3.7 In relation to consolidated or multiple entry consolidated groups (MEC groups), the thin capitalisation rules applied to the head company of the group depend on the composition of the group (eg, whether it contains ADIs or non-ADIs; inward or outward-investors).

3.8 If the consolidated or MEC group contains an entity that is an 'outward investing entity (ADI)', the thin capitalisation rules are applied to the head company as if it was such an entity (subsection 820-583(7)). Thus, the head company is required to adopt the calculations applying to outward investing ADIs in Subdivision 820-D.

3.9 If the head company uses the safe harbour test in Subdivision 820-D, it must calculate the 'safe harbour capital amount', which requires determination of the risk-weighted assets of entities within the group in accordance with prudential standards (section 820-310). Risk-weighted assets also form part of the calculation of the 'worldwide capital amount' for the purposes of the worldwide gearing test (section 820-320).

3.10 At the time the current thin capitalisation rules commenced in 2001, all ADIs were prudentially supervised (including the setting of capital adequacy requirements) on both a stand-alone and a consolidated group basis. This meant the requirement to risk-weight assets was applied to the ADI as an individual entity, and to other financial entities in the same group as the ADI (with some exceptions).

3.11 In view of this, it was seen as appropriate that the thin capitalisation rules provide for groups containing ADIs to adopt calculations similar to those required for prudential purposes, in order to minimise compliance costs.

3.12 In 2003, as part of reforms to the credit card market, a new class of ADI, known as specialist credit card institutions, was established by the Australian Prudential Regulation Authority (APRA). Specialist credit card institutions are authorised to conduct only limited banking business and, consequently, APRA supervises them differently to other ADIs.

3.13 In particular, unlike other ADIs, the capital adequacy of specialist credit card institutions is not determined on a consolidated group basis where a specialist credit card institution is part of a group that does not contain any other types of ADI. In this case, the capital adequacy requirements apply to a specialist credit card institution and its subsidiaries (if any) on a consolidated basis but not to the wider corporate group.

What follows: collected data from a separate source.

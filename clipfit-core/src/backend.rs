use anyhow::Result;
use indicatif::{ProgressBar, ProgressStyle};
use std::path::Path;

use crate::{FFmpegCommand, VideoInfo, get_video_info};

/// The two things the pipelines need from the outside world: reading a
/// video's metadata and running an ffmpeg invocation to completion.
///
/// `FfmpegCli` talks to the real binaries; tests swap in recording fakes.
pub trait MediaBackend {
    fn probe(&self, path: &Path) -> Result<VideoInfo>;

    fn run(&self, command: &FFmpegCommand) -> Result<()>;
}

/// Runs `ffmpeg`/`ffprobe` from `PATH`.
#[derive(Debug, Clone, Default)]
pub struct FfmpegCli {
    show_progress: bool,
}

impl FfmpegCli {
    pub fn new() -> Self {
        Self::default()
    }

    /// Draw a progress bar while each encode runs
    pub fn show_progress(mut self, enabled: bool) -> Self {
        self.show_progress = enabled;
        self
    }
}

impl MediaBackend for FfmpegCli {
    fn probe(&self, path: &Path) -> Result<VideoInfo> {
        let info = get_video_info(path)?;
        log::debug!(
            "Probed {:?}: {}x{}, {:.2} fps, {:.3}s, audio: {}",
            path,
            info.width,
            info.height,
            info.fps,
            info.duration,
            if info.has_audio { "yes" } else { "no" }
        );
        Ok(info)
    }

    fn run(&self, command: &FFmpegCommand) -> Result<()> {
        if !self.show_progress {
            return command.execute(|_| {});
        }

        let pb = ProgressBar::new(100);
        pb.set_style(
            ProgressStyle::default_bar()
                .template("{spinner:.green} [{elapsed_precise}] [{bar:40.cyan/blue}] {pos}% {msg}")
                .unwrap_or_else(|_| ProgressStyle::default_bar())
                .progress_chars("#>-"),
        );
        pb.set_message(
            command
                .output()
                .file_name()
                .map(|name| name.to_string_lossy().into_owned())
                .unwrap_or_default(),
        );

        let pb_clone = pb.clone();
        let result = command.execute(move |progress| {
            pb_clone.set_position(progress as u64);
        });

        match result {
            Ok(()) => pb.finish_and_clear(),
            Err(_) => pb.abandon(),
        }
        result
    }
}
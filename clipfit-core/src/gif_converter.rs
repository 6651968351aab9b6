use anyhow::Result;
use std::path::{Path, PathBuf};

use crate::backend::MediaBackend;
use crate::files::{files_with_extension, mp4_output_path};
use crate::FFmpegCommand;

/// Width every converted GIF is scaled to; height follows the aspect ratio
pub const GIF_TARGET_WIDTH: i32 = 720;

#[derive(Debug, Clone, Copy, Default, PartialEq, Eq)]
pub struct ConversionSummary {
    pub total: usize,
    pub succeeded: usize,
    pub failed: usize,
}

/// The ffmpeg invocation turning one GIF into a streaming-friendly MP4
pub fn gif_to_mp4_command(gif: &Path, mp4: &Path) -> FFmpegCommand {
    FFmpegCommand::new(gif, mp4)
        .log_level("error")
        .faststart()
        .pixel_format("yuv420p")
        // -2 keeps the aspect ratio and rounds to an even height for H.264
        .scale(GIF_TARGET_WIDTH, -2)
        .overwrite()
}

/// Converts every GIF under `root` (any depth) to an MP4 next to it.
///
/// A failed file is logged and counted; the batch always runs to the end.
/// Finding no GIFs at all is not an error and yields an empty summary.
pub fn convert_gifs(backend: &impl MediaBackend, root: &Path) -> Result<ConversionSummary> {
    let gifs: Vec<PathBuf> = files_with_extension(root, "gif", true)?;
    if gifs.is_empty() {
        log::warn!("No GIF files found under {:?}", root);
        return Ok(ConversionSummary::default());
    }

    let total = gifs.len();
    log::info!("Found {} GIF files, starting conversion", total);

    let mut summary = ConversionSummary {
        total,
        ..Default::default()
    };

    for (index, gif) in gifs.iter().enumerate() {
        let mp4 = mp4_output_path(gif);
        match backend.run(&gif_to_mp4_command(gif, &mp4)) {
            Ok(()) => {
                log::info!("[{}/{}] converted {}", index + 1, total, mp4.display());
                summary.succeeded += 1;
            }
            Err(e) => {
                log::error!("[{}/{}] failed {}: {:#}", index + 1, total, gif.display(), e);
                summary.failed += 1;
            }
        }
    }

    log::info!(
        "Conversion finished: {} succeeded / {} failed",
        summary.succeeded,
        summary.failed
    );

    Ok(summary)
}
use alloc::vec::Vec;
use bytes::Bytes;

use crate::common::SinkError;

/// Destination for serialized gif blocks.
///
/// Every call hands over one indivisible piece of the stream; an implementation either takes all
/// of it or fails without keeping any of it.
pub trait ByteSink {
    fn write(&mut self, bytes: &[u8]) -> Result<(), SinkError>;
}

impl ByteSink for Vec<u8> {
    fn write(&mut self, bytes: &[u8]) -> Result<(), SinkError> {
        self.try_reserve(bytes.len())
            .map_err(|_| SinkError::Allocation {
                requested: self.len().saturating_add(bytes.len()),
            })?;
        self.extend_from_slice(bytes);
        Ok(())
    }
}

/// Append-only byte buffer that grows by a factor of 1.5.
///
/// `capacity` is tracked separately from the allocation so the growth sequence is exact and the
/// high-water mark survives [`drain`](GrowableSink::drain).
#[derive(Debug)]
pub struct GrowableSink {
    buf: Vec<u8>,
    capacity: usize,
    /// Largest capacity the allocator will hand out, `None` for no ceiling.
    limit: Option<usize>,
}

impl GrowableSink {
    /// Allocates an empty sink holding `capacity` bytes up front.
    pub fn with_capacity(capacity: usize) -> Result<Self, SinkError> {
        Self::with_limit(capacity, None)
    }

    /// Like [`with_capacity`](GrowableSink::with_capacity), refusing any capacity above `limit`.
    pub fn with_limit(capacity: usize, limit: Option<usize>) -> Result<Self, SinkError> {
        let mut sink = Self {
            buf: Vec::new(),
            capacity: 0,
            limit,
        };
        sink.reserve_exact(capacity)?;
        Ok(sink)
    }

    pub fn len(&self) -> usize {
        self.buf.len()
    }

    pub fn is_empty(&self) -> bool {
        self.buf.is_empty()
    }

    pub fn capacity(&self) -> usize {
        self.capacity
    }

    pub fn as_slice(&self) -> &[u8] {
        &self.buf
    }

    /// Hands all buffered bytes over as one chunk and starts again from an empty buffer.
    ///
    /// Capacity is kept, the next frame won't have to regrow.
    pub fn drain(&mut self) -> Result<Bytes, SinkError> {
        let mut chunk = Vec::new();
        chunk
            .try_reserve_exact(self.buf.len())
            .map_err(|_| SinkError::Allocation {
                requested: self.buf.len(),
            })?;
        chunk.extend_from_slice(&self.buf);
        self.buf.clear();
        Ok(Bytes::from(chunk))
    }

    /// Drops everything written after `mark`.
    pub fn truncate(&mut self, mark: usize) {
        self.buf.truncate(mark);
    }

    /// Capacity after growing from `capacity` until `required` bytes fit.
    fn grown_capacity(capacity: usize, required: usize) -> Option<usize> {
        if capacity == 0 {
            return Some(required);
        }
        let mut capacity = capacity;
        while capacity < required {
            capacity = capacity.checked_mul(2)? - (capacity >> 1);
        }
        Some(capacity)
    }

    fn reserve_exact(&mut self, capacity: usize) -> Result<(), SinkError> {
        let refused = SinkError::Allocation {
            requested: capacity,
        };
        if self.limit.is_some_and(|limit| capacity > limit) {
            return Err(refused);
        }
        self.buf
            .try_reserve_exact(capacity - self.buf.len())
            .map_err(|_| refused)?;
        self.capacity = capacity;
        Ok(())
    }
}

impl ByteSink for GrowableSink {
    fn write(&mut self, bytes: &[u8]) -> Result<(), SinkError> {
        let required = self
            .buf
            .len()
            .checked_add(bytes.len())
            .ok_or(SinkError::Allocation {
                requested: usize::MAX,
            })?;
        if required > self.capacity {
            let capacity = Self::grown_capacity(self.capacity, required).ok_or(
                SinkError::Allocation {
                    requested: required,
                },
            )?;
            self.reserve_exact(capacity)?;
        }
        self.buf.extend_from_slice(bytes);
        debug_assert!(self.buf.len() <= self.capacity);
        Ok(())
    }
}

3.14 The advent of ADIs whose capital adequacy is not determined on a consolidated group basis for prudential purposes was not foreseeable when the thin capitalisation rules were introduced. Hence, the rules require all consolidated or MEC groups containing ADIs to determine capital adequacy taking into account risk-weighted assets on a group-wide basis. In the case of groups containing only specialist credit card institutions, this would unnecessarily increase compliance costs.

Summary of new law

3.15 These amendments will allow the head company of a consolidated or MEC group containing one or more ADIs to apply the thin capitalisation rules as if the group did not contain an ADI, where all the ADIs in the group are specialist credit card institutions. Each specialist credit card institution will instead be treated as if it was a financial entity.

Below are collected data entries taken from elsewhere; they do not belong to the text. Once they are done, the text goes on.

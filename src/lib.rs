//! A small and opinionated animated gif encoder, primarily for embedded, no-std environments but
//! usable anywhere.
//!
//! Frames of palette indices go in one at a time and come back out as the bytes of that frame, so
//! a gif can be streamed while it is being produced instead of being assembled in memory. The
//! first chunk carries the stream header, [`AnimatedGifEncoder::finalize`] hands back the
//! trailer.
//!
//! ```
//! use anigif::{AnimatedGifEncoder, EncoderConfig, Frame, FrameRate};
//! use embedded_graphics::prelude::Size;
//!
//! let config = EncoderConfig::new(4, 2)
//!     .with_repeat(0)
//!     .with_frame_rate(FrameRate::new(10, 1));
//! let mut encoder = AnimatedGifEncoder::initialize(&config)?;
//!
//! let mut gif = Vec::new();
//! for step in 0..3u8 {
//!     let pixels = [step * 80; 8];
//!     let chunk = encoder.encode_frame(&Frame::packed(&pixels, Size::new(4, 2), step.into()))?;
//!     gif.extend_from_slice(&chunk);
//! }
//! gif.extend_from_slice(&encoder.finalize()?);
//! assert_eq!(gif.last(), Some(&0x3B));
//! # Ok::<(), anigif::EncodeError>(())
//! ```
//!
//! Colors come from a [`PaletteSource`]; the default [`Greyscale`] ramp maps index `i` to
//! `RGB(i, i, i)`, so 8 bit luma can be fed in unchanged. Drawing into frames with
//! [`embedded_graphics`] works through any `DrawTarget<Color = Gray8>` that stores luma bytes.
//!
//! Logging goes through [`tracing`]; dropped frames and a failed close are reported at warn level.

//#![deny(missing_docs)]
#![cfg_attr(not(test), no_std)]
extern crate alloc;

mod common;
mod encoder;
mod frame;
mod header;
mod sink;
#[cfg(test)]
mod test_utils;
mod writer;

pub use common::{
    Block, ConfigError, DisposalMethod, EncodeError, ExtensionLabel, SinkError, SyntaxError,
};
pub use encoder::{
    AnimatedGifEncoder, EncoderConfig, FrameRate, OutputChunk, SessionState, DEFAULT_DELAY,
};
pub use frame::{Frame, ImageDescriptor};
pub use header::{ColorTable, GraphicsControl, Greyscale, LoopByteOrder, LoopCount, PaletteSource};
pub use sink::{ByteSink, GrowableSink};
pub use writer::GifWriter;
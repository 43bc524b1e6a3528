//! This example renders a bouncing disc with embedded-graphics and streams it into an animated GIF.
//!
//! Basic usage: `cargo run --example encode -- OUTPUT_FILE`
//!
//! More usage and arguments can be listed by running `cargo run --example encode -- --help`

use anigif::{AnimatedGifEncoder, EncoderConfig, FrameRate};
use clap::Parser;
use embedded_graphics::{
    pixelcolor::{Gray8, GrayColor},
    prelude::*,
    primitives::{Circle, PrimitiveStyle, Rectangle},
};
use std::{error::Error, fs::File, io::Write, num::NonZeroU32, path::PathBuf};

#[derive(Parser)]
struct Args {
    /// Canvas width
    #[clap(long, default_value = "96")]
    width: NonZeroU32,

    /// Canvas height
    #[clap(long, default_value = "64")]
    height: NonZeroU32,

    /// Number of frames to render
    #[clap(long, default_value = "40")]
    frames: u32,

    /// Frames per second, 0 for the default delay
    #[clap(long, default_value = "20")]
    fps: u32,

    /// How often to repeat the animation, up to 65535. 0 means infinite, -1 means no loop at all
    #[clap(long = "loop", default_value = "0", allow_hyphen_values = true)]
    repeat: i64,

    /// Output GIF file
    gif_file: PathBuf,
}

struct Canvas {
    size: Size,
    pixels: Vec<u8>,
}

impl DrawTarget for Canvas {
    type Error = std::convert::Infallible;
    type Color = Gray8;

    fn draw_iter<I>(&mut self, pixels: I) -> Result<(), Self::Error>
    where
        I: IntoIterator<Item = embedded_graphics::Pixel<Gray8>>,
    {
        for Pixel(p, c) in pixels {
            if self.bounding_box().contains(p) {
                self.pixels[p.y as usize * self.size.width as usize + p.x as usize] = c.luma();
            }
        }

        Ok(())
    }
}

impl OriginDimensions for Canvas {
    fn size(&self) -> Size {
        self.size
    }
}

fn main() -> Result<(), Box<dyn Error>> {
    tracing_subscriber::fmt()
        .with_writer(std::io::stderr)
        .with_target(false)
        .init();

    let args = Args::parse();
    let size = Size::new(args.width.get(), args.height.get());
    let config = EncoderConfig::new(size.width, size.height)
        .with_repeat(args.repeat)
        .with_frame_rate(FrameRate::new(args.fps, 1));
    let mut encoder = AnimatedGifEncoder::initialize(&config)?;
    let mut out = File::create(&args.gif_file)?;

    let diameter = size.height / 3;
    let travel = size.width.saturating_sub(diameter) as i32;
    let mut canvas = Canvas {
        size,
        pixels: vec![0; (size.width * size.height) as usize],
    };
    for step in 0..args.frames as i32 {
        // triangle wave across the canvas
        let phase = (step * 6) % (2 * travel.max(1));
        let x = if phase > travel { 2 * travel - phase } else { phase };

        canvas.clear(Gray8::new(24))?;
        Rectangle::new(Point::new(0, size.height.saturating_sub(4) as i32), Size::new(size.width, 4))
            .into_styled(PrimitiveStyle::with_fill(Gray8::new(120)))
            .draw(&mut canvas)?;
        Circle::new(Point::new(x, (size.height / 3) as i32), diameter)
            .into_styled(PrimitiveStyle::with_fill(Gray8::WHITE))
            .draw(&mut canvas)?;

        let frame = anigif::Frame::packed(&canvas.pixels, size, step.into());
        match encoder.encode_frame(&frame) {
            Ok(chunk) => out.write_all(&chunk)?,
            Err(err) if !err.is_fatal() => continue,
            Err(err) => return Err(err.into()),
        }
    }

    out.write_all(&encoder.finalize()?)?;
    Ok(())
}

3.16 A specialist credit card institution is defined as an ADI authorised under the Banking Act 1959 to conduct banking business that is confined to credit card acquiring and/or credit card issuing and involves participation in a payment system that is a credit card scheme, where that payment system is designated under section 11 of the Payment Systems (Regulation) Act 1998 .

3.17 These amendments will also allow:

the head company of a consolidated or MEC group; or
a single Australian resident company that cannot consolidate,

that chooses to treat as part of itself the Australian permanent establishments of a foreign bank (the 'establishment entity'), to apply the thin capitalisation rules as if the head company or single company was an outward investing entity (non-ADI) or inward investing entity (non-ADI), as the case may be, where, if any of the head company, single company or establishment entity is an ADI, they are also a specialist credit card institution.

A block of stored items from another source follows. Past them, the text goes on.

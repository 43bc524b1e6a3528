use embedded_graphics::{
    pixelcolor::{Rgb888, RgbColor},
    prelude::Size,
};
use smallvec::SmallVec;

use alloc::vec::Vec;

use crate::{
    common::{ConfigError, DisposalMethod, SyntaxError},
    sink::ByteSink,
};

/// Application identifier of the loop count extension.
pub(crate) const NETSCAPE_ID: &[u8; 11] = b"NETSCAPE2.0";

/// Up to 256 palette entries, addressed by pixel index.
#[derive(Clone, Debug, PartialEq, Eq)]
pub struct ColorTable {
    table: SmallVec<[Rgb888; 256]>,
}

impl ColorTable {
    pub fn new<I: IntoIterator<Item = Rgb888>>(colors: I) -> Result<Self, ConfigError> {
        let table: SmallVec<[Rgb888; 256]> = colors.into_iter().take(257).collect();
        if table.is_empty() || table.len() > 256 {
            return Err(ConfigError::PaletteSize(table.len()));
        }
        Ok(Self { table })
    }

    pub fn len(&self) -> usize {
        self.table.len()
    }

    pub fn is_empty(&self) -> bool {
        self.table.is_empty()
    }

    pub fn get(&self, idx: u8) -> Option<Rgb888> {
        self.table.get(usize::from(idx)).copied()
    }

    /// The 3 bit size field of the format: the table holds `2^(exponent + 1)` entries.
    pub fn size_exponent(&self) -> u8 {
        let mut exponent = 0;
        while (2usize << exponent) < self.table.len() {
            exponent += 1;
        }
        exponent
    }

    /// Number of entries written to the stream, the palette padded to a power of two.
    pub fn encoded_len(&self) -> usize {
        2 << self.size_exponent()
    }

    /// LZW minimum code size for pixel data indexing this table.
    pub fn min_code_size(&self) -> u8 {
        (self.size_exponent() + 1).max(2)
    }

    pub(crate) fn write_to<S: ByteSink>(&self, sink: &mut S) -> Result<(), SyntaxError> {
        let mut raw = [0u8; 256 * 3];
        for (entry, color) in raw.chunks_exact_mut(3).zip(&self.table) {
            entry.copy_from_slice(&[color.r(), color.g(), color.b()]);
        }
        sink.write(&raw[..self.encoded_len() * 3])?;
        Ok(())
    }
}

/// Anything that can hand the encoder its global palette.
///
/// The default is [`Greyscale`]; a quantizer producing a palette per stream plugs in here.
pub trait PaletteSource {
    fn color_table(&self) -> Result<ColorTable, ConfigError>;
}

/// 256 entry ramp where index `i` maps to `RGB(i, i, i)`.
#[derive(Clone, Copy, Debug, Default, PartialEq, Eq)]
pub struct Greyscale;

impl PaletteSource for Greyscale {
    fn color_table(&self) -> Result<ColorTable, ConfigError> {
        ColorTable::new((0..=255u8).map(|i| Rgb888::new(i, i, i)))
    }
}

impl PaletteSource for ColorTable {
    fn color_table(&self) -> Result<ColorTable, ConfigError> {
        Ok(self.clone())
    }
}

impl PaletteSource for Vec<Rgb888> {
    fn color_table(&self) -> Result<ColorTable, ConfigError> {
        ColorTable::new(self.iter().copied())
    }
}

impl<const N: usize> PaletteSource for [Rgb888; N] {
    fn color_table(&self) -> Result<ColorTable, ConfigError> {
        ColorTable::new(self.iter().copied())
    }
}

/// Signature plus logical screen descriptor plus global color table.
pub struct Header<'a> {
    /// Gif size in pixels.
    pub image_size: Size,

    /// Global color table
    pub global_table: &'a ColorTable,

    pub background_color: u8,
}

impl Header<'_> {
    pub(crate) fn write_to<S: ByteSink>(&self, sink: &mut S) -> Result<(), SyntaxError> {
        let width = gif_u16(self.image_size.width)?;
        let height = gif_u16(self.image_size.height)?;
        let exponent = self.global_table.size_exponent();
        // table present, color resolution and table size both derived from the table
        let packed = 0x80 | (exponent << 4) | exponent;

        let mut raw = [0u8; 13];
        raw[..6].copy_from_slice(b"GIF89a");
        raw[6..8].copy_from_slice(&width.to_le_bytes());
        raw[8..10].copy_from_slice(&height.to_le_bytes());
        raw[10] = packed;
        raw[11] = self.background_color;
        raw[12] = 0;
        sink.write(&raw)?;
        self.global_table.write_to(sink)
    }
}

pub(crate) fn gif_u16(value: u32) -> Result<u16, SyntaxError> {
    u16::try_from(value).map_err(|_| SyntaxError::DimensionOverflow(value))
}

/// Graphics control extension payload.
#[derive(Clone, Copy, Debug, PartialEq, Eq)]
pub struct GraphicsControl {
    pub disposal: DisposalMethod,
    pub user_input: bool,
    ///Delay time, in hundredths of a second
    pub delay_time: u16,
    ///table index for a transparent color
    pub transparent_idx: Option<u8>,
}

impl GraphicsControl {
    /// The 4 byte sub-block body: flags, delay low, delay high, transparent index.
    pub fn to_bytes(&self) -> [u8; 4] {
        let delay = self.delay_time.to_le_bytes();
        let ctrl = ((self.disposal as u8) << 2)
            | (u8::from(self.user_input) << 1)
            | u8::from(self.transparent_idx.is_some());
        [
            ctrl,
            delay[0],
            delay[1],
            self.transparent_idx.unwrap_or(0),
        ]
    }
}

/// How often an animation repeats.
#[derive(Clone, Copy, Debug, PartialEq, Eq)]
pub enum LoopCount {
    /// No loop metadata at all, the animation plays once.
    Once,
    /// Loop forever, written as 0.
    Infinite,
    /// Repeat the given number of times.
    Repeat(u16),
}

impl LoopCount {
    /// Interprets a repeat request: -1 plays once, 0 loops forever, anything above 65535 is
    /// capped.
    pub fn from_repeat(repeat: i64) -> Result<Self, ConfigError> {
        match repeat {
            -1 => Ok(LoopCount::Once),
            0 => Ok(LoopCount::Infinite),
            n if n < 0 => Err(ConfigError::LoopCount(n)),
            n => Ok(LoopCount::Repeat(u16::try_from(n).unwrap_or(u16::MAX))),
        }
    }

    /// Value of the extension's loop field, `None` when no extension is written.
    pub fn wire_value(&self) -> Option<u16> {
        match *self {
            LoopCount::Once => None,
            LoopCount::Infinite => Some(0),
            LoopCount::Repeat(n) => Some(n),
        }
    }
}

/// Byte order of the loop field in the NETSCAPE2.0 sub-block.
#[derive(Clone, Copy, Debug, Default, PartialEq, Eq)]
pub enum LoopByteOrder {
    /// High byte first.
    #[default]
    HighFirst,
    /// Little endian, the order most decoders read.
    LowFirst,
}

/// The 3 byte data sub-block of the NETSCAPE2.0 extension.
pub(crate) fn netscape_loop_block(count: u16, order: LoopByteOrder) -> [u8; 3] {
    let [hi, lo] = count.to_be_bytes();
    match order {
        LoopByteOrder::HighFirst => [0x1, hi, lo],
        LoopByteOrder::LowFirst => [0x1, lo, hi],
    }
}

#[cfg(test)]
mod tests {
    use std::io::Cursor;

    use super::*;

    #[test]
    fn greyscale_ramp() {
        let table = Greyscale.color_table().unwrap();
        assert_eq!(table.len(), 256);
        assert_eq!(table.get(0), Some(Rgb888::new(0, 0, 0)));
        assert_eq!(table.get(200), Some(Rgb888::new(200, 200, 200)));
        assert_eq!(table.size_exponent(), 7);
        assert_eq!(table.min_code_size(), 8);
    }

    #[test]
    fn small_tables_pad_to_power_of_two() {
        let table = [Rgb888::RED, Rgb888::GREEN, Rgb888::BLUE].color_table().unwrap();
        assert_eq!(table.size_exponent(), 1);
        assert_eq!(table.encoded_len(), 4);
        assert_eq!(table.min_code_size(), 2);

        let mut raw = Vec::new();
        table.write_to(&mut raw).unwrap();
        assert_eq!(raw, [255, 0, 0, 0, 255, 0, 0, 0, 255, 0, 0, 0]);

        let single = ColorTable::new([Rgb888::WHITE]).unwrap();
        assert_eq!(single.encoded_len(), 2);
        assert_eq!(single.min_code_size(), 2);
    }

    #[test]
    fn palette_size_is_checked() {
        assert_eq!(
            ColorTable::new(core::iter::empty()),
            Err(ConfigError::PaletteSize(0))
        );
        assert_eq!(
            ColorTable::new(core::iter::repeat(Rgb888::BLACK).take(300)),
            Err(ConfigError::PaletteSize(257))
        );
    }

    #[test]
    fn header_parses_with_gif_crate() {
        let table = Greyscale.color_table().unwrap();
        let header = Header {
            image_size: Size::new(300, 17),
            global_table: &table,
            background_color: 0,
        };
        let mut raw = Vec::new();
        header.write_to(&mut raw).unwrap();
        raw.push(0x3B);
        assert_eq!(&raw[..6], b"GIF89a");
        assert_eq!(raw.len(), 13 + 768 + 1);

        let decoder = gif::DecodeOptions::new()
            .read_info(Cursor::new(raw))
            .unwrap();
        assert_eq!((decoder.width(), decoder.height()), (300, 17));
        let pal = decoder.global_palette().unwrap();
        assert_eq!(&pal[3 * 9..3 * 10], &[9, 9, 9]);
    }

    #[test]
    fn header_rejects_wide_screens() {
        let table = Greyscale.color_table().unwrap();
        let header = Header {
            image_size: Size::new(70_000, 1),
            global_table: &table,
            background_color: 0,
        };
        let mut raw = Vec::new();
        assert_eq!(
            header.write_to(&mut raw),
            Err(SyntaxError::DimensionOverflow(70_000))
        );
    }

    #[test]
    fn graphics_control_bytes() {
        let gcb = GraphicsControl {
            disposal: DisposalMethod::OverwriteWithBG,
            user_input: false,
            delay_time: 300,
            transparent_idx: None,
        };
        assert_eq!(gcb.to_bytes(), [0x08, 0x2C, 0x01, 0x00]);

        let gcb = GraphicsControl {
            transparent_idx: Some(5),
            ..gcb
        };
        assert_eq!(gcb.to_bytes(), [0x09, 0x2C, 0x01, 0x05]);
    }

    #[test]
    fn repeat_requests() {
        assert_eq!(LoopCount::from_repeat(-1), Ok(LoopCount::Once));
        assert_eq!(LoopCount::from_repeat(0), Ok(LoopCount::Infinite));
        assert_eq!(LoopCount::from_repeat(3), Ok(LoopCount::Repeat(3)));
        assert_eq!(
            LoopCount::from_repeat(1_000_000),
            Ok(LoopCount::Repeat(65535))
        );
        assert_eq!(LoopCount::from_repeat(-2), Err(ConfigError::LoopCount(-2)));
        assert_eq!(LoopCount::Once.wire_value(), None);
        assert_eq!(LoopCount::Infinite.wire_value(), Some(0));
    }

    #[test]
    fn loop_block_byte_order() {
        for count in [0u16, 1, 255, 256, 0x1234, 65535] {
            let [id, hi, lo] = netscape_loop_block(count, LoopByteOrder::HighFirst);
            assert_eq!(id, 1);
            assert_eq!(u16::from(hi) << 8 | u16::from(lo), count);

            let [_, lo, hi] = netscape_loop_block(count, LoopByteOrder::LowFirst);
            assert_eq!(u16::from_le_bytes([lo, hi]), count);
        }
    }
}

3.18 The exemption from the thin capitalisation rules for the head company of a consolidated group under section 820-585 will not apply where all of the ADIs in the group are specialist credit card institutions.

Comparison of key features of new law and current law

New law Current law
The head company of a consolidated or MEC group that contains one or more ADIs may choose to apply the thin capitalisation rules as if the group did not contain any ADIs, where all the ADIs in the group are specialist credit card institutions. Each specialist credit card institution will be treated as if it was a financial entity. The head company of a consolidated or MEC group that contains one or more ADIs must apply the thin capitalisation rules as if the head company was an ADI.
Section 820-587 will not apply to the head company of a MEC group, where the only ADIs in the group are specialist credit card institutions and the head company of the group makes the choice to apply the thin capitalisation rules as if the group did not contain any ADIs. Section 820-587 applies the outward-investing ADI rules to head companies of certain MEC groups that contain a foreign-controlled ADI.
Section 820-585 will not apply to the head company of a consolidated group containing one or more ADIs, where all of those ADIs are specialist credit card institutions. Under section 820-585, the head company of a consolidated group does not have any debt deductions denied where that company is, in its own right, either a foreign-controlled Australian ADI that does not qualify as an outward investing entity (ADI), or a foreign-controlled Australian company that is a pure ADI holding company.
The head company of a consolidated or MEC group - or a single Australian resident company that cannot consolidate - that treats as part of itself the Australian permanent establishments of a foreign bank (the 'establishment entity'), may choose to apply the thin capitalisation rules as if the head company or single company was an outward investing entity (non-ADI) or an inward investing entity (non-ADI) where, if any of the head company, single Australian resident company or establishment entity is an ADI, they are also a specialist credit card institution. The head company of a consolidated or MEC group - or a single Australian resident company that cannot consolidate - that treats as part of itself the Australian permanent establishments of a foreign bank, must apply the thin capitalisation rules as if the head company or single Australian resident company was an ADI.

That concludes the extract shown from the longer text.